- The Lima syndrome got its name after a location of the first hostage situation of this type; it happened in Lima, Peru, in 1996.
- The reasons for the development of this syndrome are the profound feeling of guilt, along with the continuous re-evaluation of the situation by the kidnapper.
- Lima syndrome comes with a paradox of its own; the kidnappers start connecting emotionally to the hostages and treating them as is they are not actually held in captivity.
Lima syndrome happens in a hostage situation when kidnappers start to develop feelings for the hostages. It can be read as a direct opposite of the Stockholm syndrome, where hostages empathize with their abductors.
The Lima Crisis
This syndrome is named after a city in Peru, Lima. In 1996, a division of the Tupac Amaru revolutionary movement took several hundred hostages located in the Japanese embassy. All of the hostages were diplomats, high government officials, members of the military, and important business owners.

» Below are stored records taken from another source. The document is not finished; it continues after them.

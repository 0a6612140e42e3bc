// author: kodeholic (powered by Claude)
// SessionManager - matched 이벤트 소비 → Session 생성 → 참가자 라이프사이클
//
// 생성은 matchingId 당 정확히 1번 (bus 중복 전달은 no-op).
// 참가자 상태가 바뀔 때마다 접속 중인 두 유저에게 게이트웨이 패킷을 push 한다:
//   생성        → SESSION_CREATED
//   ready/leave → SESSION_STATE (+ all_ready 첫 성립 시 SESSION_START)
//   종료        → SESSION_ENDED

use std::sync::Arc;
use std::time::Duration;
use tokio::sync::watch;
use tracing::{debug, info, warn};

use crate::core::{Session, SessionHub, UserHub};
use crate::error::{MatchError, MatchResult};
use crate::handoff::catalog::{QuestionCatalog, StaticCatalog};
use crate::matching::{MatchBus, MatchedEvent};
use crate::protocol::message::{make_packet, SessionEventPayload};
use crate::protocol::opcode::server;
use crate::trace::{TraceEvent, TraceHub, TraceKind};

pub struct SessionManager {
    hub:       Arc<SessionHub>,
    catalog:   Arc<dyn QuestionCatalog>,
    fallback:  StaticCatalog,
    user_hub:  Arc<UserHub>,
    trace_hub: Arc<TraceHub>,
}

impl SessionManager {
    pub fn new(
        hub:       Arc<SessionHub>,
        catalog:   Arc<dyn QuestionCatalog>,
        user_hub:  Arc<UserHub>,
        trace_hub: Arc<TraceHub>,
    ) -> Self {
        Self { hub, catalog, fallback: StaticCatalog::new(), user_hub, trace_hub }
    }

    pub fn hub(&self) -> &Arc<SessionHub> {
        &self.hub
    }

    /// matched 이벤트 처리. (세션, 이번 호출로 생성됐는지) 반환
    pub async fn on_matched(&self, event: &MatchedEvent) -> MatchResult<(Session, bool)> {
        if let Some(existing) = self.hub.by_matching_id(&event.matching_id) {
            debug!("[session] duplicate matched event id={}", event.matching_id);
            return Ok((existing, false));
        }

        let question_id = match self.catalog.pick(event.difficulty, &event.topic).await {
            Ok(q) => q,
            Err(e) => {
                warn!("[session] catalog pick failed, using fallback: {}", e);
                self.fallback.pick_local(event.difficulty, &event.topic)
            }
        };

        let session = Session::new(
            &event.matching_id,
            &question_id,
            event.difficulty,
            &event.topic,
            [event.users[0].as_str(), event.users[1].as_str()],
        );

        // 카탈로그 호출 중 같은 이벤트가 먼저 생성했으면 그 세션이 이긴다
        let (session, created) = self.hub.create(session);
        if created {
            self.push(&session, server::SESSION_CREATED).await;
            self.trace_hub.publish(
                TraceEvent::new(
                    TraceKind::SessionCreated,
                    &[event.users[0].as_str(), event.users[1].as_str()],
                    format!("question={}", session.question_id),
                )
                .with_matching_id(&session.matching_id)
                .with_session_id(&session.id),
            );
        }
        Ok((session, created))
    }

    pub async fn ready_user(&self, session_id: &str, user_id: &str) -> MatchResult<Session> {
        let (started, session) = self.hub.update(session_id, |s| s.ready_user(user_id))?;
        info!("[session] ready id={} user={}", session_id, user_id);

        self.push(&session, server::SESSION_STATE).await;
        self.trace_hub.publish(
            TraceEvent::new(TraceKind::SessionReady, &[user_id], format!("all_ready={}", session.all_ready()))
                .with_session_id(session_id),
        );
        if started {
            info!("[session] started id={}", session_id);
            self.push(&session, server::SESSION_START).await;
        }
        Ok(session)
    }

    pub async fn leave_user(&self, session_id: &str, user_id: &str) -> MatchResult<Session> {
        let (terminated, session) = self.hub.update(session_id, |s| s.leave_user(user_id))?;
        info!("[session] left id={} user={}", session_id, user_id);

        self.push(&session, server::SESSION_STATE).await;
        if terminated {
            self.on_terminated(&session).await;
        }
        Ok(session)
    }

    pub async fn end(&self, session_id: &str, user_id: &str) -> MatchResult<Session> {
        let (terminated, session) = self.hub.update(session_id, |s| s.end(user_id))?;
        if terminated {
            self.on_terminated(&session).await;
        }
        Ok(session)
    }

    pub fn all_ready(&self, session_id: &str) -> MatchResult<bool> {
        self.hub.get(session_id)
            .map(|s| s.all_ready())
            .ok_or_else(|| MatchError::SessionNotFound(session_id.to_string()))
    }

    pub fn by_user(&self, user_id: &str) -> Option<Session> {
        self.hub.by_user(user_id)
    }

    pub fn by_matching_id(&self, matching_id: &str) -> Option<Session> {
        self.hub.by_matching_id(matching_id)
    }

    /// 게이트웨이 연결 종료 - 진행 중인 세션에서 이탈 처리
    pub async fn on_disconnect(&self, user_id: &str) {
        let Some(session) = self.hub.by_user(user_id) else { return };
        if session.is_ended() {
            return;
        }
        if let Err(e) = self.leave_user(&session.id, user_id).await {
            debug!("[session] leave on disconnect ignored user={}: {}", user_id, e);
        }
    }

    async fn on_terminated(&self, session: &Session) {
        info!("[session] ended id={} reason={:?} by={:?}",
            session.id, session.termination_reason, session.ended_by);
        self.push(session, server::SESSION_ENDED).await;

        let users = session.participant_ids();
        let refs: Vec<&str> = users.iter().map(String::as_str).collect();
        self.trace_hub.publish(
            TraceEvent::new(TraceKind::SessionEnded, &refs, session.termination_reason.map_or("", |r| r.as_str()))
                .with_matching_id(&session.matching_id)
                .with_session_id(&session.id),
        );
    }

    async fn push(&self, session: &Session, op: u8) {
        let json = make_packet(op, SessionEventPayload::of(session));
        self.user_hub.send_to(&session.participant_ids(), &json).await;
    }
}

// ----------------------------------------------------------------------------
// [루프] matched 이벤트 소비자
// ----------------------------------------------------------------------------

pub async fn run_session_consumer(
    manager:      Arc<SessionManager>,
    bus:          Arc<dyn MatchBus>,
    idle_poll:    Duration,
    mut shutdown: watch::Receiver<bool>,
) {
    info!("[session] Consumer started (idle_poll={:?})", idle_poll);

    loop {
        if *shutdown.borrow() {
            break;
        }

        let wait = match bus.consume().await {
            Ok(Some(event)) => {
                if let Err(e) = manager.on_matched(&event).await {
                    warn!("[session] matched event id={} failed: {}", event.matching_id, e);
                    if let Err(e) = bus.requeue(&event).await {
                        warn!("[session] requeue failed id={}: {}", event.matching_id, e);
                    }
                    idle_poll
                } else {
                    continue;
                }
            }
            Ok(None) => idle_poll,
            Err(e) => {
                warn!("[session] bus consume failed: {}", e);
                idle_poll.max(Duration::from_millis(200))
            }
        };

        tokio::select! {
            _ = tokio::time::sleep(wait) => {}
            _ = shutdown.changed() => break,
        }
    }

    info!("[session] Consumer stopped");
}

#[cfg(test)]
mod tests {
    use super::*;
    use crate::core::Difficulty;
    use async_trait::async_trait;

    struct BrokenCatalog;

    #[async_trait]
    impl QuestionCatalog for BrokenCatalog {
        async fn pick(&self, _: Difficulty, _: &str) -> MatchResult<String> {
            Err(MatchError::Catalog("down".into()))
        }
    }

    fn manager(catalog: Arc<dyn QuestionCatalog>) -> SessionManager {
        SessionManager::new(Arc::new(SessionHub::new()), catalog, Arc::new(UserHub::new()), TraceHub::new())
    }

    fn event(id: &str) -> MatchedEvent {
        MatchedEvent {
            matching_id: id.to_string(),
            difficulty:  Difficulty::Medium,
            topic:       "Graph".to_string(),
            users:       ["alice".to_string(), "bob".to_string()],
            matched_at:  0,
        }
    }

    #[tokio::test]
    async fn duplicate_event_creates_one_session() {
        let m = manager(Arc::new(StaticCatalog::new()));
        let (s1, created1) = m.on_matched(&event("m-1")).await.unwrap();
        let (s2, created2) = m.on_matched(&event("m-1")).await.unwrap();
        assert!(created1);
        assert!(!created2);
        assert_eq!(s1.id, s2.id);
        assert_eq!(m.hub().count(), 1);
    }

    #[tokio::test]
    async fn catalog_failure_falls_back() {
        let m = manager(Arc::new(BrokenCatalog));
        let (s, _) = m.on_matched(&event("m-1")).await.unwrap();
        assert_eq!(s.question_id, "q-medium-graph");
    }

    #[tokio::test]
    async fn connected_participants_get_pushed() {
        let m = manager(Arc::new(StaticCatalog::new()));
        let (tx, mut rx) = tokio::sync::mpsc::channel(8);
        m.user_hub.register("alice", tx);

        let (s, _) = m.on_matched(&event("m-1")).await.unwrap();
        let created: serde_json::Value = serde_json::from_str(&rx.recv().await.unwrap()).unwrap();
        assert_eq!(created["op"], server::SESSION_CREATED);
        assert_eq!(created["d"]["session"]["id"], s.id.as_str());

        m.ready_user(&s.id, "alice").await.unwrap();
        m.ready_user(&s.id, "bob").await.unwrap();
        let ops: Vec<u64> = [rx.recv().await, rx.recv().await, rx.recv().await]
            .into_iter()
            .map(|p| serde_json::from_str::<serde_json::Value>(&p.unwrap()).unwrap()["op"].as_u64().unwrap())
            .collect();
        assert_eq!(ops, vec![server::SESSION_STATE as u64, server::SESSION_STATE as u64, server::SESSION_START as u64]);
        assert!(m.all_ready(&s.id).unwrap());
    }

    #[tokio::test]
    async fn disconnect_leaves_active_session() {
        let m = manager(Arc::new(StaticCatalog::new()));
        let (s, _) = m.on_matched(&event("m-1")).await.unwrap();
        m.on_disconnect("alice").await;
        m.on_disconnect("bob").await;
        let s = m.hub().get(&s.id).unwrap();
        assert!(s.is_ended());
        assert_eq!(s.termination_reason, Some(crate::core::TerminationReason::AllLeft));
    }
}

Within a few days of the crisis, the members of the Tupac Amaru group started releasing hostages, allowing most of them to go free. The group lost all possible leverage they had in the negotiations, releasing even the about-to-be president of Peru. The crisis lasted for a couple of months when finally, all hostages were released in action done by the commando squad from Peru. Only one hostage was killed during the whole crisis, and it happened when the commandos pushed the building. What caused this situation, and how did hundreds of people survive this deadly situation?
What Causes The Lima Syndrome?
The syndrome can be explained if we reverse the explanation of the Stockholm syndrome. The end result is practically the same, but the person, or a group, responsible for the change of outcome, changes to kidnappers. Speaking generally, the Lima syndrome is caused by a deep feeling of guilt, that is fueled by constant re-evaluating happening in the mind of a kidnapper. That creates a situation where the abductors become indecisive, and the previous moral beliefs that led them to kidnap in the first place start to shatter.

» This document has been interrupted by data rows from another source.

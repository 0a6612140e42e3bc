// author: kodeholic (powered by Claude)
// QuestionCatalog - 외부 문제 카탈로그 서비스 인터페이스
//
// StaticCatalog : 프로세스 내 문제 은행 (기본값, 테스트용)
// HttpCatalog   : GET {base}/questions/pick?difficulty=..&topic=.. → {"questionId": ".."}

use async_trait::async_trait;
use rand::seq::SliceRandom;
use serde::Deserialize;
use std::collections::HashMap;
use std::time::Duration;
use tracing::trace;

use crate::core::Difficulty;
use crate::error::{MatchError, MatchResult};

#[async_trait]
pub trait QuestionCatalog: Send + Sync {
    async fn pick(&self, difficulty: Difficulty, topic: &str) -> MatchResult<String>;
}

// ----------------------------------------------------------------------------
// [StaticCatalog]
// ----------------------------------------------------------------------------

#[derive(Default)]
pub struct StaticCatalog {
    bank: HashMap<(Difficulty, String), Vec<String>>,
}

impl StaticCatalog {
    pub fn new() -> Self {
        Self::default()
    }

    pub fn with_question(mut self, difficulty: Difficulty, topic: &str, question_id: &str) -> Self {
        self.bank.entry((difficulty, topic.to_string()))
            .or_default()
            .push(question_id.to_string());
        self
    }

    /// 버킷에 등록된 문제가 없으면 버킷 이름에서 만든 id
    pub fn pick_local(&self, difficulty: Difficulty, topic: &str) -> String {
        self.bank.get(&(difficulty, topic.to_string()))
            .and_then(|ids| ids.choose(&mut rand::thread_rng()).cloned())
            .unwrap_or_else(|| format!(
                "q-{}-{}",
                difficulty.as_str().to_lowercase(),
                topic.to_lowercase().replace(char::is_whitespace, "-"),
            ))
    }
}

#[async_trait]
impl QuestionCatalog for StaticCatalog {
    async fn pick(&self, difficulty: Difficulty, topic: &str) -> MatchResult<String> {
        Ok(self.pick_local(difficulty, topic))
    }
}

// ----------------------------------------------------------------------------
// [HttpCatalog]
// ----------------------------------------------------------------------------

#[derive(Deserialize)]
#[serde(rename_all = "camelCase")]
struct PickResponse {
    question_id: String,
}

pub struct HttpCatalog {
    client:   reqwest::Client,
    base_url: String,
}

impl HttpCatalog {
    pub fn new(base_url: &str, timeout: Duration) -> MatchResult<Self> {
        let client = reqwest::Client::builder()
            .timeout(timeout)
            .build()
            .map_err(|e| MatchError::Catalog(e.to_string()))?;
        Ok(Self { client, base_url: base_url.trim_end_matches('/').to_string() })
    }
}

#[async_trait]
impl QuestionCatalog for HttpCatalog {
    async fn pick(&self, difficulty: Difficulty, topic: &str) -> MatchResult<String> {
        let mut url = reqwest::Url::parse(&format!("{}/questions/pick", self.base_url))
            .map_err(|e| MatchError::Catalog(format!("bad catalog url: {}", e)))?;
        url.query_pairs_mut()
            .append_pair("difficulty", difficulty.as_str())
            .append_pair("topic", topic);

        trace!("[session] catalog GET {}", url);
        let resp = self.client.get(url).send().await
            .map_err(|e| MatchError::Catalog(e.to_string()))?;
        if !resp.status().is_success() {
            return Err(MatchError::Catalog(format!("catalog returned {}", resp.status())));
        }
        let body: PickResponse = resp.json().await
            .map_err(|e| MatchError::Catalog(e.to_string()))?;
        Ok(body.question_id)
    }
}

#[cfg(test)]
mod tests {
    use super::*;

    #[tokio::test]
    async fn static_catalog_picks_from_bank() {
        let catalog = StaticCatalog::new()
            .with_question(Difficulty::Easy, "DP", "climbing-stairs")
            .with_question(Difficulty::Easy, "DP", "house-robber");
        let q = catalog.pick(Difficulty::Easy, "DP").await.unwrap();
        assert!(q == "climbing-stairs" || q == "house-robber");
    }

    #[tokio::test]
    async fn static_catalog_derives_id_for_unknown_bucket() {
        let catalog = StaticCatalog::new();
        let q = catalog.pick(Difficulty::Hard, "Dynamic Programming").await.unwrap();
        assert_eq!(q, "q-hard-dynamic-programming");
    }

    #[tokio::test]
    async fn http_catalog_reports_unreachable_service() {
        let port = portpicker::pick_unused_port().expect("no free port");
        let catalog = HttpCatalog::new(&format!("http://127.0.0.1:{}", port), Duration::from_millis(300)).unwrap();
        let err = catalog.pick(Difficulty::Easy, "DP").await.unwrap_err();
        assert!(matches!(err, MatchError::Catalog(_)));
    }
}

Kidnapping situations are usually very unpredictable, and things can change rapidly. Any change in the kidnapping environment can affect the kidnappers and make them change their plans.
This happens even more if the kidnapping is a first for the perpetrators, or they were pushed into a crime they did not want to commit. Also, if the abductors are doing the crime when going through personal issues, especially of the financial kind, it leads to the change of events. When the switch happens, and the Lima syndrome prevails, the abductors start developing real feelings for the people being held in captivity.
Emotional Shift Leads To A Paradox
In those cases, the kidnappers avoid hurting the victims altogether, and they are expressing concern about the emotional and physical needs of the victims. As they put their emotional guard down, the kidnappers share their own personal life experiences with the hostages, expressing deep emotions and desires. This complete shift, when the kidnappers start treating hostages like they are not actually captured, is a paradox that occurs with the Lima syndrome.
This is not so surprising when we look at the syndrome from a standpoint that focuses on basic human needs. Even when faced in such extreme conditions, like a hostage situation certainly is, people strive to connect with people on an emotional level. On a human level, that is the underlying quality of both victims and perpetrators.